When Kiflom Meles moved to Bologna, in northern Italy, two years ago, he discovered a new world of artistic inspiration, which he captures with oils on canvas. Surrounded by the city’s ancient towers and historic buildings, Kiflom’s subject-matter has changed since being relocated from the Horn of Africa, but his skills and enthusiasm remain constant.
“I started to paint when I was a kid,” says the 32-year-old Eritrean.
“My father encouraged and motivated me saying, ‘You’re an artist. Keep going!’ From then on, I knew I had that talent in me, and step-by-step I learned painting.”
When Kiflom fled oppression in Eritrea in 2015 and made his way to the Ethiopian capital Addis Ababa, he continued painting whenever he could. “For me, painting is a way of expressing emotions,” he says.
In Ethiopia, Kiflom was fortunate to find work as an internet service manager for Jesuit Refugee Service, a Catholic charity, helping provide internet access and online courses for fellow refugees. In his spare time, Kiflom would paint.
Realising how much art helped him to process and overcome the daily stresses of refugee life, he got involved in art therapy, helping refugees to, “use their time well, trying to explore their talents and raise their awareness.”
“It had a positive impact,” he says, for the refugees he worked with, and for Kiflom himself. “For me, art therapy is satisfying, because I’m a refugee. But at the same time I’m working with refugees and helping them.”
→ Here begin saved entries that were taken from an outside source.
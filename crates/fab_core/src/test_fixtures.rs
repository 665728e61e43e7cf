//! Shared test fixtures for fab_core and downstream crates.
//!
//! `base_tunables()` compresses stage durations so pipeline tests finish in
//! tens of ticks, zeroes the defect chances for predictability, and keeps
//! the reference power numbers. Tests that want stochastic defects or
//! starvation override the relevant fields.

use std::sync::Arc;

use rand::SeedableRng;
use rand_chacha::ChaCha8Rng;

use crate::{Job, JobArena, JobId, Tunables};

/// Reference power profile with compressed durations and no defects.
pub fn base_tunables() -> Tunables {
    Tunables {
        deposition_ticks: 5,
        implant_ticks: 6,
        growth_ticks: 8,
        deposition_defect_chance: 0.0,
        implant_defect_chance: 0.0,
        growth_defect_chance: 0.0,
        implant_calibration_ticks: 3,
        implant_cooldown_ticks: 5,
        sim_duration_ticks: 200,
        ..Tunables::default()
    }
}

pub fn make_rng() -> ChaCha8Rng {
    ChaCha8Rng::seed_from_u64(42)
}

/// Build `count` jobs named `T_1..=T_count` from the given profile.
pub fn make_jobs(count: usize, tunables: &Tunables) -> Vec<Job> {
    (1..=count)
        .map(|i| Job::from_profile(JobId(format!("T_{i}")), tunables))
        .collect()
}

pub fn arena_with_jobs(count: usize, tunables: &Tunables) -> Arc<JobArena> {
    Arc::new(JobArena::new(make_jobs(count, tunables)))
}
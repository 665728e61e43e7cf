//! Ion implantation, stage 1: the fussy one.
//!
//! The beamline needs a 3-tick, 100 W calibration pass before each job and a
//! 5-tick cooldown after. Power behavior is stricter than the bulk stages:
//! losing power during calibration or mid-implant poisons the phase, since a
//! half-aligned beam or a truncated dose cannot be recovered.

use rand::Rng;
use rand_chacha::ChaCha8Rng;

use crate::{
    Disposition, FaultReason, FinishedJob, JobHandle, ModuleAction, ModuleQueue, ModuleState,
    OrbitPhase, PowerReading, PowerSource, ProcessModule, Stage, StageAccess, TelemetryRow,
    Tunables,
};

pub struct IonImplantModule {
    access: StageAccess,
    run_w: u32,
    calibration_w: u32,
    calibration_ticks: u32,
    cooldown_ticks: u32,
    queue: ModuleQueue,
    state: ModuleState,
    rng: ChaCha8Rng,
}

impl IonImplantModule {
    /// `access` must be bound to [`Stage::IonImplant`].
    pub fn new(access: StageAccess, tunables: &Tunables, rng: ChaCha8Rng) -> Self {
        debug_assert_eq!(access.stage(), Stage::IonImplant);
        IonImplantModule {
            access,
            run_w: tunables.implant_w,
            calibration_w: tunables.implant_calibration_w,
            calibration_ticks: tunables.implant_calibration_ticks,
            cooldown_ticks: tunables.implant_cooldown_ticks,
            queue: ModuleQueue::new(),
            state: ModuleState::Idle,
            rng,
        }
    }

    fn row(
        &self,
        t: u64,
        orbit: OrbitPhase,
        job: JobHandle,
        reading: PowerReading,
        action: ModuleAction,
    ) -> TelemetryRow {
        let phase = self.access.snapshot(job);
        let (active, calibrating, cooldown_remaining) = match self.state {
            ModuleState::Calibrating { .. } => (true, true, 0),
            ModuleState::CoolingDown { remaining, .. } => (false, false, remaining),
            _ => (true, false, 0),
        };
        TelemetryRow {
            minute: t,
            module: Stage::IonImplant,
            task_id: self.access.id(job),
            phase_index: Stage::IonImplant.index() as u8,
            active,
            calibrating,
            cooldown_remaining,
            elapsed: phase.elapsed_ticks,
            required: phase.required_ticks,
            energy_used: phase.energy_used,
            battery_level_wh: reading.battery_mwh / 1000,
            power_available_w: reading.budget_this_tick_w,
            interrupted: phase.was_interrupted,
            defective: phase.defective,
            orbit,
            action,
            reward: 0.0,
        }
    }

    fn calibration_tick(&mut self, job: JobHandle, remaining: u32, power: &dyn PowerSource) -> ModuleAction {
        match power.try_consume(self.calibration_w) {
            Ok(()) => {
                let calibration_w = self.calibration_w;
                let phase = self.access.with_phase(job, |p| {
                    p.elapsed_ticks += 1;
                    p.energy_used += u64::from(calibration_w);
                    p.clone()
                });
                let remaining = remaining - 1;
                self.state = if phase.is_done() {
                    ModuleState::Completed { job }
                } else if remaining == 0 {
                    ModuleState::Running { job }
                } else {
                    ModuleState::Calibrating { job, remaining }
                };
                ModuleAction::Calibrating
            }
            Err(_) => {
                // A power dip mid-alignment scraps the wafer.
                self.access.with_phase(job, |p| {
                    p.was_interrupted = true;
                    p.defective = true;
                });
                self.state = ModuleState::Faulted {
                    job,
                    reason: FaultReason::CalibrationStarved,
                };
                ModuleAction::PowerWait
            }
        }
    }

    fn run_tick(&mut self, job: JobHandle, power: &dyn PowerSource) -> ModuleAction {
        match power.try_consume(self.run_w) {
            Ok(()) => {
                let run_w = self.run_w;
                let rng = &mut self.rng;
                let phase = self.access.with_phase(job, |p| {
                    p.elapsed_ticks += 1;
                    p.energy_used += u64::from(run_w);
                    if rng.gen::<f64>() < p.defect_chance {
                        p.defective = true;
                    }
                    p.clone()
                });
                if phase.defective {
                    self.state = ModuleState::Faulted {
                        job,
                        reason: FaultReason::DefectSampled,
                    };
                    ModuleAction::DefectDetected
                } else {
                    if phase.is_done() {
                        self.state = ModuleState::Completed { job };
                    }
                    ModuleAction::Progressed
                }
            }
            Err(_) => {
                // An interrupted dose is a wrong dose; the clock still runs.
                self.access.with_phase(job, |p| {
                    p.was_interrupted = true;
                    p.defective = true;
                    p.elapsed_ticks += 1;
                });
                self.state = ModuleState::Faulted {
                    job,
                    reason: FaultReason::ImplantPowerLoss,
                };
                ModuleAction::PowerWait
            }
        }
    }
}

impl ProcessModule for IonImplantModule {
    fn stage(&self) -> Stage {
        Stage::IonImplant
    }

    fn state(&self) -> &ModuleState {
        &self.state
    }

    fn enqueue(&mut self, job: JobHandle) {
        self.queue.push(job);
    }

    fn discard(&mut self, job: JobHandle) {
        self.queue.remove(job);
        // Cooldown is a property of the machine, not the job: discarding the
        // departed job must not cut the rest period short.
        let holds_job = match self.state {
            ModuleState::Calibrating { job: j, .. }
            | ModuleState::Running { job: j }
            | ModuleState::Completed { job: j }
            | ModuleState::Faulted { job: j, .. } => j == job,
            ModuleState::Idle | ModuleState::CoolingDown { .. } => false,
        };
        if holds_job {
            self.state = ModuleState::Idle;
        }
    }

    fn tick(
        &mut self,
        t: u64,
        orbit: OrbitPhase,
        power: &dyn PowerSource,
    ) -> Option<TelemetryRow> {
        match self.state {
            // Finished job still awaiting handoff; nothing to act on.
            ModuleState::Completed { .. } | ModuleState::Faulted { .. } => return None,
            ModuleState::CoolingDown { job, remaining } => {
                // Report the cooldown even though no work happens; the row
                // keeps carrying the departed job's id.
                let remaining = remaining - 1;
                self.state = ModuleState::CoolingDown { job, remaining };
                let row = self.row(t, orbit, job, power.reading(), ModuleAction::CoolingDown);
                if remaining == 0 {
                    self.state = ModuleState::Idle;
                }
                return Some(row);
            }
            ModuleState::Idle => {
                let job = self.queue.pop()?;
                self.state = if self.calibration_ticks > 0 {
                    ModuleState::Calibrating {
                        job,
                        remaining: self.calibration_ticks,
                    }
                } else {
                    ModuleState::Running { job }
                };
            }
            ModuleState::Calibrating { .. } | ModuleState::Running { .. } => {}
        }

        let (job, action) = match self.state {
            ModuleState::Calibrating { job, remaining } => {
                (job, self.calibration_tick(job, remaining, power))
            }
            ModuleState::Running { job } => (job, self.run_tick(job, power)),
            _ => return None,
        };

        Some(self.row(t, orbit, job, power.reading(), action))
    }

    fn take_finished(&mut self) -> Option<FinishedJob> {
        match self.state {
            ModuleState::Completed { job } => {
                // The beamline rests after a completed implant before the
                // next job may start.
                self.state = if self.cooldown_ticks > 0 {
                    ModuleState::CoolingDown {
                        job,
                        remaining: self.cooldown_ticks,
                    }
                } else {
                    ModuleState::Idle
                };
                Some(FinishedJob {
                    job,
                    stage: Stage::IonImplant,
                    disposition: Disposition::Completed,
                })
            }
            ModuleState::Faulted { job, reason } => {
                self.state = ModuleState::Idle;
                Some(FinishedJob {
                    job,
                    stage: Stage::IonImplant,
                    disposition: Disposition::Defective(reason),
                })
            }
            _ => None,
        }
    }
}
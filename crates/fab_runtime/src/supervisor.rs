//! The supervisor: wires the world together, drives the clock, and routes
//! jobs between stages.
//!
//! Per tick, strictly in order: refresh the power bus (no worker is running
//! at that instant), open the barrier, wait for all workers, then transfer
//! finished jobs. A completed stage moves the job to the next module's
//! queue; a defective one short-circuits the job off the line and tells the
//! later modules to forget it.

use std::sync::Arc;

use parking_lot::Mutex;
use rand::SeedableRng;
use rand_chacha::ChaCha8Rng;

use fab_core::{
    orbit_phase, CrystalGrowthModule, DepositionModule, Disposition, IonImplantModule, Job,
    JobArena, PowerSubsystem, Stage, TelemetryWriter, Tunables,
};

use crate::{spawn_worker, TickBarrier, WorkerHandle};

pub struct RunConfig {
    pub tunables: Tunables,
    /// Base seed; each module's defect RNG derives from it and the stage
    /// index, so runs are reproducible end to end.
    pub seed: u64,
    /// Emit a progress log line every N ticks. None = quiet.
    pub progress_every: Option<u64>,
}

#[derive(Debug)]
pub struct RunSummary {
    pub ticks_run: u64,
    pub completed: u32,
    pub defective: u32,
    pub final_battery_mwh: u64,
    /// Final state of every job, in load order.
    pub jobs: Vec<Job>,
}

fn stage_rng(seed: u64, stage: Stage) -> ChaCha8Rng {
    ChaCha8Rng::seed_from_u64(seed.wrapping_add(stage.index() as u64))
}

/// Run the simulation to completion: duration exhausted or every job off
/// the line. Blocks until all workers have joined and telemetry is flushed.
pub fn run(jobs: Vec<Job>, config: &RunConfig, telemetry: Arc<TelemetryWriter>) -> RunSummary {
    let tunables = &config.tunables;
    let arena = Arc::new(JobArena::new(jobs));
    let power = Arc::new(Mutex::new(PowerSubsystem::new(tunables)));
    let barrier = Arc::new(TickBarrier::new(3));

    tracing::info!(
        jobs = arena.len(),
        duration_ticks = tunables.sim_duration_ticks,
        seed = config.seed,
        "starting fab line"
    );

    let workers: [WorkerHandle; 3] = [
        spawn_worker(
            DepositionModule::new(
                arena.stage_access(Stage::Deposition),
                tunables,
                stage_rng(config.seed, Stage::Deposition),
            ),
            Arc::clone(&barrier),
            Arc::clone(&power),
            Arc::clone(&telemetry),
            tunables.clone(),
        ),
        spawn_worker(
            IonImplantModule::new(
                arena.stage_access(Stage::IonImplant),
                tunables,
                stage_rng(config.seed, Stage::IonImplant),
            ),
            Arc::clone(&barrier),
            Arc::clone(&power),
            Arc::clone(&telemetry),
            tunables.clone(),
        ),
        spawn_worker(
            CrystalGrowthModule::new(
                arena.stage_access(Stage::CrystalGrowth),
                tunables,
                stage_rng(config.seed, Stage::CrystalGrowth),
            ),
            Arc::clone(&barrier),
            Arc::clone(&power),
            Arc::clone(&telemetry),
            tunables.clone(),
        ),
    ];

    // Everything starts at deposition.
    for handle in arena.handles() {
        workers[Stage::Deposition.index()].enqueue(handle);
    }

    let mut completed = 0u32;
    let mut defective = 0u32;
    let mut ticks_run = 0u64;

    for t in 0..tunables.sim_duration_ticks {
        if arena.all_complete() {
            tracing::info!(tick = t, "all jobs off the line, stopping early");
            break;
        }

        power.lock().refresh(t, orbit_phase(t, tunables));
        barrier.open_tick(t);
        barrier.await_all_done();
        ticks_run = t + 1;

        for worker in &workers {
            for finished in worker.drain_finished() {
                match finished.disposition {
                    Disposition::Completed => match finished.stage.next() {
                        Some(next) => {
                            arena.set_stage(finished.job, next.index() as u8);
                            workers[next.index()].enqueue(finished.job);
                        }
                        None => {
                            arena.set_stage(finished.job, 3);
                            completed += 1;
                            tracing::debug!(
                                job = %arena.id(finished.job),
                                "job completed all stages"
                            );
                        }
                    },
                    Disposition::Defective(reason) => {
                        arena.set_stage(finished.job, 3);
                        defective += 1;
                        tracing::debug!(
                            job = %arena.id(finished.job),
                            stage = finished.stage.label(),
                            reason = reason.as_label(),
                            "job scrapped"
                        );
                        for later in (finished.stage.index() + 1)..3 {
                            workers[later].discard(finished.job);
                        }
                    }
                }
            }
        }

        if let Some(every) = config.progress_every {
            if every > 0 && (t + 1) % every == 0 {
                tracing::info!(
                    tick = t,
                    completed,
                    defective,
                    battery_mwh = power.lock().battery_mwh(),
                    "progress"
                );
            }
        }
    }

    barrier.shutdown();
    for worker in workers {
        worker.join();
    }
    telemetry.flush();

    let final_battery_mwh = power.lock().battery_mwh();
    let jobs = arena.handles().map(|h| arena.job_snapshot(h)).collect();

    tracing::info!(
        ticks_run,
        completed,
        defective,
        final_battery_mwh,
        "fab line finished"
    );

    RunSummary {
        ticks_run,
        completed,
        defective,
        final_battery_mwh,
        jobs,
    }
}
“It’s not easy, but helping others is a good thing. So, I can say that’s my biggest contribution when I was in Ethiopia.”
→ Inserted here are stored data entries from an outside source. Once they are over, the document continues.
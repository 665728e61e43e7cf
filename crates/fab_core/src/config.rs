//! Simulation tunables.
//!
//! A flat struct so a JSON override file or CLI flags can reach every knob.
//! Defaults are the reference mission profile.

use serde::{Deserialize, Serialize};

use crate::types::Stage;

#[derive(Debug, Clone, Serialize, Deserialize)]
#[serde(default)]
pub struct Tunables {
    // --- Power subsystem ---
    /// Battery capacity in milliwatt-hours.
    pub battery_capacity_mwh: u64,
    /// Solar output per tick while in sunlight (W).
    pub solar_sunlight_w: u32,
    /// Solar output per tick while in eclipse (W).
    pub solar_eclipse_w: u32,
    /// Hard cap on battery draw within a single tick (W), regardless of
    /// remaining charge.
    pub max_battery_draw_w: u32,

    // --- Clock and orbit ---
    /// Simulation length in ticks (one tick = one simulated minute).
    pub sim_duration_ticks: u64,
    pub orbit_period_ticks: u64,
    pub sunlight_window_ticks: u64,

    // --- Stage power draws ---
    pub deposition_w: u32,
    pub implant_w: u32,
    pub growth_w: u32,

    // --- Stage durations ---
    pub deposition_ticks: u32,
    pub implant_ticks: u32,
    pub growth_ticks: u32,

    // --- Stage defect chances ---
    pub deposition_defect_chance: f64,
    pub implant_defect_chance: f64,
    pub growth_defect_chance: f64,

    // --- Ion implanter auxiliaries ---
    pub implant_calibration_ticks: u32,
    pub implant_calibration_w: u32,
    pub implant_cooldown_ticks: u32,
}

impl Default for Tunables {
    fn default() -> Self {
        Tunables {
            battery_capacity_mwh: 250_000,
            solar_sunlight_w: 300,
            solar_eclipse_w: 0,
            max_battery_draw_w: 300,
            sim_duration_ticks: 1440,
            orbit_period_ticks: 90,
            sunlight_window_ticks: 45,
            deposition_w: 300,
            implant_w: 200,
            growth_w: 250,
            deposition_ticks: 60,
            implant_ticks: 20,
            growth_ticks: 120,
            deposition_defect_chance: 0.010,
            implant_defect_chance: 0.001,
            growth_defect_chance: 0.025,
            implant_calibration_ticks: 3,
            implant_calibration_w: 100,
            implant_cooldown_ticks: 5,
        }
    }
}

impl Tunables {
    /// Nominal running draw for a stage (W per tick).
    pub fn stage_power_w(&self, stage: Stage) -> u32 {
        match stage {
            Stage::Deposition => self.deposition_w,
            Stage::IonImplant => self.implant_w,
            Stage::CrystalGrowth => self.growth_w,
        }
    }

    pub fn stage_required_ticks(&self, stage: Stage) -> u32 {
        match stage {
            Stage::Deposition => self.deposition_ticks,
            Stage::IonImplant => self.implant_ticks,
            Stage::CrystalGrowth => self.growth_ticks,
        }
    }

    pub fn stage_defect_chance(&self, stage: Stage) -> f64 {
        match stage {
            Stage::Deposition => self.deposition_defect_chance,
            Stage::IonImplant => self.implant_defect_chance,
            Stage::CrystalGrowth => self.growth_defect_chance,
        }
    }
}
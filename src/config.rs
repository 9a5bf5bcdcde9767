// Copyright (C) 2026 Michael Wilson <mike@mdwn.dev>
//
// This program is free software: you can redistribute it and/or modify it under
// the terms of the GNU General Public License as published by the Free Software
// Foundation, version 3.
//
// This program is distributed in the hope that it will be useful, but WITHOUT
// ANY WARRANTY; without even the implied warranty of MERCHANTABILITY or FITNESS
// FOR A PARTICULAR PURPOSE. See the GNU General Public License for more details.
//
// You should have received a copy of the GNU General Public License along with
// this program. If not, see <https://www.gnu.org/licenses/>.
//
mod error;
mod session;

pub use error::ConfigError;
pub use session::{HostEvent, SaberDefinition, Session};
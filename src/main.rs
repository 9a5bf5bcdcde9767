// Copyright (C) 2026 Michael Wilson <mike@mdwn.dev>
//
// This program is free software: you can redistribute it and/or modify it under
// the terms of the GNU General Public License as published by the Free Software
// Foundation, version 3.
//
// This program is distributed in the hope that it will be useful, but WITHOUT
// ANY WARRANTY; without even the implied warranty of MERCHANTABILITY or FITNESS
// FOR A PARTICULAR PURPOSE. See the GNU General Public License for more details.
//
// You should have received a copy of the GNU General Public License along with
// this program. If not, see <https://www.gnu.org/licenses/>.
//
use std::error::Error;
use std::path::PathBuf;

use clap::{crate_version, Parser, Subcommand};
use saberfx::config::Session;
use saberfx::session::HostSession;
use tracing_subscriber::EnvFilter;

const EXAMPLE_SESSION: &str = r#"
pause_source: true

sabers:
  - id: 1
    type: left
    color: [0.78, 0.08, 0.08, 1.0]
  - id: 2
    type: right
    color: [0.16, 0.56, 0.86, 1.0]
  - id: 3
    type: left
    color: [0.95, 0.6, 0.1, 1.0]

events:
  - kind: created
    saber: 3
  - kind: initialize
  - kind: pause
  - kind: resume
  - kind: destroyed
    saber: 3
"#;

#[derive(Parser)]
#[clap(
    author = "Michael Wilson",
    version = crate_version!(),
    about = "Replays saber effect sessions."
)]
struct Cli {
    #[clap(subcommand)]
    command: Commands,
}

#[derive(Subcommand)]
enum Commands {
    /// Replays a session file through the effect manager and prints the result.
    Replay {
        /// The path to the session file.
        path: String,
    },
    /// Verifies a session file without replaying it.
    Verify {
        /// The path to the session file.
        path: String,
    },
    /// Prints an example session file to stdout.
    Example {},
}

fn main() -> Result<(), Box<dyn Error>> {
    tracing_subscriber::fmt()
        .with_env_filter(
            EnvFilter::try_from_default_env().unwrap_or_else(|_| EnvFilter::new("info")),
        )
        .init();

    let cli = Cli::parse();

    match cli.command {
        Commands::Replay { path } => {
            let session = Session::deserialize(&PathBuf::from(&path))?;
            let report = HostSession::new(&session)?.run()?;
            println!("{}", report);
        }
        Commands::Verify { path } => {
            let session = Session::deserialize(&PathBuf::from(&path))?;
            println!(
                "{} is valid ({} sabers, {} events).",
                path,
                session.sabers().len(),
                session.events().len()
            );
        }
        Commands::Example {} => {
            println!("{}", EXAMPLE_SESSION.trim_start());
        }
    }

    Ok(())
}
Like many other refugees, Kiflom thought about trying to reach Europe through smuggling networks, but unlike the thousands who make the risky journey via Libya every year, he decided against it. “Some people had told me it was safe, and that if I wanted to go I should let them know… you just pay some money and you can reach Europe easily.”
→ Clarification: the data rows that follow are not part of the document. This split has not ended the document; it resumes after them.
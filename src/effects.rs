// Copyright (C) 2026 Michael Wilson <mike@mdwn.dev>
//
// This program is free software: you can redistribute it and/or modify it under
// the terms of the GNU General Public License as published by the Free Software
// Foundation, version 3.
//
// This program is distributed in the hope that it will be useful, but WITHOUT
// ANY WARRANTY; without even the implied warranty of MERCHANTABILITY or FITNESS
// FOR A PARTICULAR PURPOSE. See the GNU General Public License for more details.
//
// You should have received a copy of the GNU General Public License along with
// this program. If not, see <https://www.gnu.org/licenses/>.
//

//! Effect handlers: the subsystems that react to saber lifecycle and color events.

use std::fmt;
use std::sync::Arc;

use crate::saber::{Saber, SaberId, SaberPair};

mod burn_marks;
mod clash;
mod sparkles;

pub use burn_marks::{BurnMarkArea, BurnMarkSparkles};
pub use clash::SaberClashChecker;
pub use sparkles::ObstacleSparkles;

/// The handler operation that was running when an error occurred.
#[derive(Debug, Clone, Copy, PartialEq, Eq)]
pub enum Operation {
    Register,
    Unregister,
    ChangeColor,
    Initialize,
}

impl fmt::Display for Operation {
    fn fmt(&self, f: &mut fmt::Formatter<'_>) -> fmt::Result {
        match self {
            Operation::Register => write!(f, "register saber"),
            Operation::Unregister => write!(f, "unregister saber"),
            Operation::ChangeColor => write!(f, "change color"),
            Operation::Initialize => write!(f, "initialize"),
        }
    }
}

/// Errors raised by effect handlers.
#[derive(Debug, thiserror::Error)]
pub enum EffectError {
    #[error("{handler} failed to {operation} (saber {saber:?}): {reason}")]
    Handler {
        handler: &'static str,
        operation: Operation,
        saber: Option<SaberId>,
        reason: String,
    },
}

impl EffectError {
    pub fn handler(
        handler: &'static str,
        operation: Operation,
        saber: Option<SaberId>,
        reason: impl Into<String>,
    ) -> EffectError {
        EffectError::Handler {
            handler,
            operation,
            saber,
            reason: reason.into(),
        }
    }
}

/// A visual or physical effect that tracks sabers.
///
/// Handlers are called synchronously from the host's event thread. They may
/// call back into the effect manager.
pub trait EffectHandler: Send + Sync {
    /// A short name used in logs and errors.
    fn name(&self) -> &'static str;

    /// Starts tracking the given saber.
    fn register_saber(&self, saber: &Arc<Saber>) -> Result<(), EffectError>;

    /// Stops tracking the given saber. Unknown sabers must be ignored.
    fn unregister_saber(&self, saber: &Arc<Saber>) -> Result<(), EffectError>;

    /// Picks up the current color of the given saber.
    fn change_color(&self, saber: &Arc<Saber>) -> Result<(), EffectError>;

    /// Rebuilds any state keyed off the canonical left/right pair.
    fn initialize(&self, pair: &SaberPair) -> Result<(), EffectError>;
}

/// Owns the flag that marks the switch from the default two sabers to an
/// arbitrary number of sabers.
pub trait MultiSaberModeOwner: Send + Sync {
    fn multi_saber_mode(&self) -> bool;

    fn set_multi_saber_mode(&self, enabled: bool);
}

/// The fixed set of effect handlers the manager drives.
pub struct EffectSuite {
    clash_checker: Arc<dyn EffectHandler>,
    mode_owner: Arc<dyn MultiSaberModeOwner>,
    burn_mark_area: Arc<dyn EffectHandler>,
    burn_mark_sparkles: Arc<dyn EffectHandler>,
    obstacle_sparkles: Arc<dyn EffectHandler>,
}

impl EffectSuite {
    /// Creates a new suite. The clash checker also owns the multi-saber mode flag.
    pub fn new<C>(
        clash_checker: Arc<C>,
        burn_mark_area: Arc<dyn EffectHandler>,
        burn_mark_sparkles: Arc<dyn EffectHandler>,
        obstacle_sparkles: Arc<dyn EffectHandler>,
    ) -> EffectSuite
    where
        C: EffectHandler + MultiSaberModeOwner + 'static,
    {
        EffectSuite {
            clash_checker: clash_checker.clone(),
            mode_owner: clash_checker,
            burn_mark_area,
            burn_mark_sparkles,
            obstacle_sparkles,
        }
    }

    pub fn clash_checker(&self) -> &Arc<dyn EffectHandler> {
        &self.clash_checker
    }

    /// Splits the suite into the ordered dispatch list and the mode flag owner.
    pub(crate) fn into_parts(
        self,
    ) -> (Vec<Arc<dyn EffectHandler>>, Arc<dyn MultiSaberModeOwner>) {
        (
            vec![
                self.clash_checker,
                self.burn_mark_area,
                self.burn_mark_sparkles,
                self.obstacle_sparkles,
            ],
            self.mode_owner,
        )
    }
}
He realised these stories were false after hearing from refugee organisations warning of the dangers of kidnapping, detention, abuse, torture, murder, and drowning. “The smugglers encourage people, they push people in order to get money,” Kiflom says.
So he waited, and painted. “One should be patient,” he says. “I preferred to look for another opportunity rather than taking risks.”
Others Kiflom knew put themselves in the hands of smugglers, enduring terrible conditions and horrific mistreatment, especially in Libya. “I have friends who went to Libya. I see it was a hard experience because when they talk about it, they repeat that they don’t want to remember, and they don’t want to hear the word Libya, so you can understand that the journey is too dangerous.”
Eventually, Kiflom’s patience paid off and he was selected by the Humanitarian Corridors, a resettlement programme run by Italian religious organisations, whose life-saving work was recognised with a regional UNHCR Nansen Refugee Award in 2019. “I was able to resettle in a safe way,” he says, “not like my brothers who went to Libya and had many problems.”
On the day he left Ethiopia, Kiflom got on a bus with other refugees and went to the airport where they boarded a six-hour flight to Italy. The journey was simple, safe, fast, and legal. “When I reached Italy, I felt good. Many people sacrifice their lives trying to get here,” he says.
In Bologna, Kiflom is learning to speak Italian, and is looking for employment. “In Italy, there is education and there is the opportunity to work,” he says. And for Kiflom, there is another, fundamental benefit: “Italy is the home of art,” he says.